Terapie Farmacologiche e Immunitarie. Nel frattempo corrono ricerche di farmaci di varia natura sia in Europa (Italia compresa) che in Asia e negli USA, pochi dei quali però si presentano credibili dal punto di vista scientifico perché ancora non sufficienti ed ordinati in serie ricerche epidemiologiche. Molto di più dovrebbero essere presi in considerazione a mio avviso gli anticorpi monoclonali. Anche se non abbiamo ancora certezze (pure secondo l’AIFA), credo fermamente che se esiste una possibilità per aiutare quanto stiamo ancora facendo secondo una giusta escalation di rigide norme sociali imposte, essa è data da terapie farmacologiche, chimichee, molto meglio, immunitarie. Questo soprattutto per ridurre nel più breve tempo possibile i decessi degli anziani (e speriamo non di giovani) già in Terapia Intensiva o prossimi ad entrarvi. È necessario che in un breve tempo si possano almeno lenire le poliedriche aggressioni del virus in varie parti dell’ospite fino a portarle ad una “tollerabilità” almeno pari a quella alla quale siamo abituati con i vaccini per l’influenza annuale. Ma, a mio avviso, gli anticorpi monoclonali potrebbero oggi essere un’arma più veloce dei vaccini, soprattutto per gli anziani.

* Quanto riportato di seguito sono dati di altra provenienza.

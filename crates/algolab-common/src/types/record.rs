//! Records ingested from CSV files and fed to the sort engines.

use std::fmt;
use std::str::FromStr;

use serde::{Deserialize, Serialize};

use crate::utils::error::Error;

/// A CSV row keyed by its epoch-millisecond timestamp.
///
/// The row is kept verbatim so the driver can print it unchanged after
/// sorting.
#[derive(Debug, Clone, PartialEq, Eq, Serialize, Deserialize)]
pub struct OrderRecord {
    /// Milliseconds since the Unix epoch (UTC). Zero when the timestamp
    /// could not be parsed.
    pub timestamp_ms: i64,
    /// The full, unparsed CSV line.
    pub row: String,
}

impl OrderRecord {
    /// Creates a new order record.
    #[must_use]
    pub fn new(timestamp_ms: i64, row: impl Into<String>) -> Self {
        Self {
            timestamp_ms,
            row: row.into(),
        }
    }

    /// Ordering key for the merge sort.
    #[must_use]
    pub fn key(&self) -> i64 {
        self.timestamp_ms
    }
}

/// A movie with the three attributes the recommender can sort by.
#[derive(Debug, Clone, PartialEq, Serialize, Deserialize)]
pub struct MovieRecord {
    /// Title, with surrounding quotes stripped.
    pub name: String,
    /// IMDB rating.
    pub rating: f64,
    /// Release year.
    pub year: i32,
    /// Number of votes, used as a popularity measure.
    pub popularity: u64,
}

impl MovieRecord {
    /// Creates a new movie record.
    #[must_use]
    pub fn new(name: impl Into<String>, rating: f64, year: i32, popularity: u64) -> Self {
        Self {
            name: name.into(),
            rating,
            year,
            popularity,
        }
    }

    /// Returns true if `self` is strictly greater than `other` on `attribute`.
    #[must_use]
    pub fn is_greater(&self, other: &Self, attribute: SortAttribute) -> bool {
        match attribute {
            SortAttribute::Rating => self.rating > other.rating,
            SortAttribute::Year => self.year > other.year,
            SortAttribute::Popularity => self.popularity > other.popularity,
        }
    }
}

impl fmt::Display for MovieRecord {
    fn fmt(&self, f: &mut fmt::Formatter<'_>) -> fmt::Result {
        write!(
            f,
            "{:<45} | Rating: {:.1} | Year: {} | Popularity: {}",
            self.name, self.rating, self.year, self.popularity
        )
    }
}

/// Movie attribute selected as the quicksort key.
#[derive(Debug, Clone, Copy, PartialEq, Eq, Hash, Default, Serialize, Deserialize)]
#[serde(rename_all = "lowercase")]
pub enum SortAttribute {
    /// IMDB rating (real).
    #[default]
    Rating,
    /// Release year (integer).
    Year,
    /// Vote count (integer).
    Popularity,
}

impl SortAttribute {
    /// All recognized attributes, in menu order.
    pub const ALL: [SortAttribute; 3] = [Self::Rating, Self::Year, Self::Popularity];

    /// Returns the lowercase configuration name.
    #[must_use]
    pub const fn as_str(self) -> &'static str {
        match self {
            Self::Rating => "rating",
            Self::Year => "year",
            Self::Popularity => "popularity",
        }
    }
}

impl FromStr for SortAttribute {
    type Err = Error;

    fn from_str(s: &str) -> Result<Self, Self::Err> {
        let trimmed = s.trim();
        Self::ALL
            .into_iter()
            .find(|attr| attr.as_str().eq_ignore_ascii_case(trimmed))
            .ok_or_else(|| Error::InvalidSortAttribute(trimmed.to_string()))
    }
}

impl fmt::Display for SortAttribute {
    fn fmt(&self, f: &mut fmt::Formatter<'_>) -> fmt::Result {
        f.write_str(self.as_str())
    }
}
//! Movie ranking command.

use std::path::Path;
use std::time::Instant;

use algolab_adapters::ingest::load_movies;
use algolab_common::{MovieRecord, SortAttribute};
use algolab_core::Config;
use algolab_core::sort::quick_sort_movies;
use anyhow::Result;
use serde::Serialize;

use crate::OutputFormat;
use crate::input::Prompter;
use crate::output::{self, Format};

#[derive(Serialize)]
struct MoviesOutput<'a> {
    sorted_by: SortAttribute,
    total: usize,
    elapsed_ms: f64,
    top: &'a [MovieRecord],
}

/// Run the movies command.
pub fn run(
    path: &Path,
    by: Option<&str>,
    config: &Config,
    format: OutputFormat,
    quiet: bool,
) -> Result<()> {
    let mut movies = load_movies(path)?;
    tracing::info!(movies = movies.len(), "movies loaded");

    let raw = match by {
        Some(raw) => raw.to_string(),
        None => Prompter::stdio().line("Sort by (rating / year / popularity): ")?,
    };
    let attribute = resolve_attribute(&raw);

    let started = Instant::now();
    quick_sort_movies(&mut movies, attribute);
    let elapsed_ms = started.elapsed().as_secs_f64() * 1000.0;
    tracing::info!(%attribute, elapsed_ms, "movies sorted (quicksort)");

    let top = &movies[..config.top_n.min(movies.len())];
    let fmt: Format = format.into();
    match fmt {
        Format::Json => output::print_json(
            &MoviesOutput {
                sorted_by: attribute,
                total: movies.len(),
                elapsed_ms,
                top,
            },
            quiet,
        )?,
        Format::Table => {
            let mut table = output::create_table();
            output::add_header(&mut table, &["#", "Title", "Rating", "Year", "Popularity"]);
            for (i, movie) in top.iter().enumerate() {
                table.add_row(vec![
                    (i + 1).to_string(),
                    movie.name.clone(),
                    format!("{:.1}", movie.rating),
                    movie.year.to_string(),
                    movie.popularity.to_string(),
                ]);
            }
            output::status(&format!("Top {} movies by {attribute}:", top.len()), quiet);
            output::print_table(&table, quiet);
        }
    }

    Ok(())
}

/// Parses a sort key, falling back to rating on anything unrecognized.
fn resolve_attribute(raw: &str) -> SortAttribute {
    raw.parse().unwrap_or_else(|e| {
        tracing::warn!(error = %e, "defaulting to rating");
        SortAttribute::Rating
    })
}
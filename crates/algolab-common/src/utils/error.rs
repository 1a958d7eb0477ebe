//! Error types shared by every Algolab crate.

use std::path::PathBuf;

use thiserror::Error;

use crate::types::VertexId;

/// Result type alias using [`Error`].
pub type Result<T> = std::result::Result<T, Error>;

/// Errors raised by the engines and their drivers.
#[derive(Error, Debug)]
pub enum Error {
    /// An input file does not exist.
    #[error("input not found: {}", .0.display())]
    InputMissing(PathBuf),

    /// A CSV row or user-supplied field could not be parsed.
    #[error("parse error on line {line}: {message}")]
    Parse {
        /// One-based line number, or 0 when not line-oriented.
        line: usize,
        /// What went wrong.
        message: String,
    },

    /// A timestamp did not match `YYYY-MM-DDTHH:MM:SS.ffffff`.
    #[error("bad timestamp: {0:?}")]
    BadTimestamp(String),

    /// Dijkstra examined an edge with a negative weight.
    #[error("negative edge weight {weight} on {from} -> {to}")]
    NegativeWeight {
        /// Source vertex.
        from: VertexId,
        /// Target vertex.
        to: VertexId,
        /// The offending weight.
        weight: f64,
    },

    /// A vertex id is outside `0..vertex_count`.
    #[error("vertex {vertex} out of range (graph has {vertex_count} vertices)")]
    VertexOutOfRange {
        /// The requested vertex.
        vertex: usize,
        /// Number of vertices in the graph.
        vertex_count: usize,
    },

    /// A knapsack item was rejected at construction.
    #[error("invalid item: {0}")]
    InvalidItem(String),

    /// A knapsack DP table would exceed the cell limit.
    #[error("knapsack table for {items} items at capacity {capacity} exceeds {max_cells} cells")]
    TableTooLarge {
        /// Number of items in the solve.
        items: usize,
        /// Requested capacity.
        capacity: usize,
        /// Cell limit.
        max_cells: usize,
    },

    /// A sort attribute name is not one of rating, year or popularity.
    #[error("invalid sort attribute: {0:?}")]
    InvalidSortAttribute(String),

    /// I/O error.
    #[error("I/O error: {0}")]
    Io(#[from] std::io::Error),
}
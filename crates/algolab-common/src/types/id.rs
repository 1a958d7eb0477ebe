//! Identifier types.

use std::fmt;

use serde::{Deserialize, Serialize};

use crate::utils::error::Error;

/// Dense vertex identifier, an index in `0..vertex_count`.
#[derive(Debug, Clone, Copy, PartialEq, Eq, PartialOrd, Ord, Hash, Serialize, Deserialize)]
#[serde(transparent)]
pub struct VertexId(u32);

impl VertexId {
    /// Creates a vertex identifier from a raw index.
    #[must_use]
    pub const fn new(index: u32) -> Self {
        Self(index)
    }

    /// Returns the raw index.
    #[must_use]
    pub const fn as_u32(self) -> u32 {
        self.0
    }

    /// Returns the index as `usize`, for slice access.
    #[must_use]
    pub const fn index(self) -> usize {
        self.0 as usize
    }
}

impl From<u32> for VertexId {
    fn from(index: u32) -> Self {
        Self(index)
    }
}

impl TryFrom<usize> for VertexId {
    type Error = Error;

    /// Fails with [`Error::VertexOutOfRange`] when `index` does not fit in `u32`.
    fn try_from(index: usize) -> Result<Self, Error> {
        u32::try_from(index).map(Self).map_err(|_| Error::VertexOutOfRange {
            vertex: index,
            vertex_count: u32::MAX as usize,
        })
    }
}

impl fmt::Display for VertexId {
    fn fmt(&self, f: &mut fmt::Formatter<'_>) -> fmt::Result {
        write!(f, "{}", self.0)
    }
}
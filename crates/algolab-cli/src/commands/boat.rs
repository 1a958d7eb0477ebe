//! Boat loading command (fractional knapsack).

use algolab_core::algorithms::{FractionalItem, FractionalPlan, TakeOutcome, fill_fractional};
use anyhow::Result;

use crate::OutputFormat;
use crate::input::{BoatItemArg, Prompter, prompt_boat_items};
use crate::output::{self, Format};

/// Run the boat command.
pub fn run(
    capacity: Option<f64>,
    items: Vec<BoatItemArg>,
    format: OutputFormat,
    quiet: bool,
) -> Result<()> {
    let mut prompter = Prompter::stdio();
    let capacity = match capacity {
        Some(c) => c,
        None => prompter.ask("Enter boat capacity W (kg): ")?,
    };
    let items: Vec<FractionalItem> = if items.is_empty() {
        prompt_boat_items(&mut prompter)?
    } else {
        items.into_iter().map(|BoatItemArg(item)| item).collect()
    };

    if capacity <= 0.0 || capacity.is_nan() {
        tracing::warn!(capacity, "boat capacity should be > 0, nothing loaded");
    }
    let plan = fill_fractional(&items, capacity);
    tracing::info!(
        items = items.len(),
        total_value = plan.total_value,
        remaining = plan.remaining,
        "boat loaded"
    );

    let fmt: Format = format.into();
    match fmt {
        Format::Json => output::print_json(&plan, quiet)?,
        Format::Table => print_plan(&plan, quiet),
    }
    Ok(())
}

fn print_plan(plan: &FractionalPlan, quiet: bool) {
    let mut table = output::create_table();
    output::add_header(&mut table, &["Item", "Loaded (kg)", "Value", "Share"]);
    for take in &plan.takes {
        let row = match take.outcome {
            TakeOutcome::Taken {
                weight,
                value,
                fraction,
            } => vec![
                take.name.clone(),
                format!("{weight:.2}"),
                format!("{value:.2}"),
                format!("{:.0}%", fraction * 100.0),
            ],
            TakeOutcome::Skipped { needed, available } => vec![
                take.name.clone(),
                format!("skipped: needs {needed:.2}, {available:.2} left"),
                "-".to_string(),
                "0%".to_string(),
            ],
        };
        table.add_row(row);
    }
    output::print_table(&table, quiet);
    output::print_key_value_table(
        &[
            ("Capacity (kg)", format!("{:.2}", plan.capacity)),
            ("Total value", format!("{:.2}", plan.total_value)),
            ("Unused capacity (kg)", format!("{:.2}", plan.remaining)),
        ],
        quiet,
    );
}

Considerazioni finali: come mai non si è pensato al fatto che in Italia, seconda solo al Giappone per numero di anziani, questi fossero i più esposti (per co-malattie, degenerazioni e decadenze immunitarie) al COVID-19 fornendo la maggior parte dei decessi fino ad oggi, senza sottoporli per primi agli anticorpi monoclonali e, quando saranno a disposizione, ai Vaccini?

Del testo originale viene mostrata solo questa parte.